Comments Off Written on February 7th, 2011 by
Categories: Blog

According to a study published in the Journal of Epidemiology and Community Health, light drinking during pregnancy will not harm your child’s behavioural or intellectual development.

A past study found similar findings among 3 year olds, but researchers wanted to study older children in case any symptoms had been delayed in the previous research.

“They used data from the Millennium Cohort Study — a large study tracking the long term health of children born in the UK — drawing on a representative sample of 11,513 children born between September 2000 and January 2002.”

As in many studies, researchers relied on the mothers self-reports. When children reached 9 months of age, the mothers were questioned about their drinking habits and other social and economic factors surrounding their lives.

Their alcohol consumption was divided into categories set out by the government’s National Alcohol Strategy. “The mothers were classified as teetotal; those who drank but not in pregnancy; light (1 or 2 units a week or at any one time); moderate (3 to 6 units a week or 3 to 5 at any one time); and binge/heavy (7 or more units a week or 6 at one sitting).”

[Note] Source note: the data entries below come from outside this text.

// PINGREQ/PINGRESP packets, grounded on hebo's codec::ping_packet module.
// Both are header-only: no variable header, no payload.

use crate::base::{DecodePacket, EncodePacket};
use crate::byte_array::ByteArray;
use crate::error::{DecodeError, EncodeError};
use crate::header::{FixedHeader, PacketType};

#[derive(Clone, Copy, Debug, Default, Eq, PartialEq)]
pub struct PingRequestPacket;

impl DecodePacket for PingRequestPacket {
    fn decode(ba: &mut ByteArray) -> Result<Self, DecodeError> {
        let _fixed_header = FixedHeader::decode(ba)?;
        Ok(Self)
    }
}

impl EncodePacket for PingRequestPacket {
    fn encode(&self, buf: &mut Vec<u8>) -> Result<usize, EncodeError> {
        let fixed_header = FixedHeader::new(PacketType::PingRequest, 0)?;
        let start = buf.len();
        fixed_header.encode(buf)?;
        Ok(buf.len() - start)
    }
}

#[derive(Clone, Copy, Debug, Default, Eq, PartialEq)]
pub struct PingResponsePacket;

impl DecodePacket for PingResponsePacket {
    fn decode(ba: &mut ByteArray) -> Result<Self, DecodeError> {
        let _fixed_header = FixedHeader::decode(ba)?;
        Ok(Self)
    }
}

impl EncodePacket for PingResponsePacket {
    fn encode(&self, buf: &mut Vec<u8>) -> Result<usize, EncodeError> {
        let fixed_header = FixedHeader::new(PacketType::PingResponse, 0)?;
        let start = buf.len();
        fixed_header.encode(buf)?;
        Ok(buf.len() - start)
    }
}

#[cfg(test)]
mod tests {
    use super::*;

    #[test]
    fn ping_round_trip() {
        let mut buf = Vec::new();
        PingRequestPacket.encode(&mut buf).unwrap();
        let mut ba = ByteArray::new(&buf);
        PingRequestPacket::decode(&mut ba).unwrap();

        let mut buf = Vec::new();
        PingResponsePacket.encode(&mut buf).unwrap();
        let mut ba = ByteArray::new(&buf);
        PingResponsePacket::decode(&mut ba).unwrap();
    }
}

Although the study relied on the mothers’ self-reports of their children’s behavior at the age of 3, a formal assessment on behavioral and intellectual development of these children was completed when they reached 5 years of age.

Results showed that just below 6% of the mothers abstained from drinking and 60% abstained from drinking for the duration of the pregnancy alone. Of the mothers that drank during pregnancy, 26% admitted to light drinking, 5.5% were considered moderate drinkers and 2.5% were classified as heavy or binge drinkers.

Findings among all groups revealed that boys were more likely to have developmental problems, behavioral issues, hyperactivity and peer issues. Girls, on the other hand, were more likely to develop emotional problems. Testing also indicated that girls scored higher in cognitive abilities than boys.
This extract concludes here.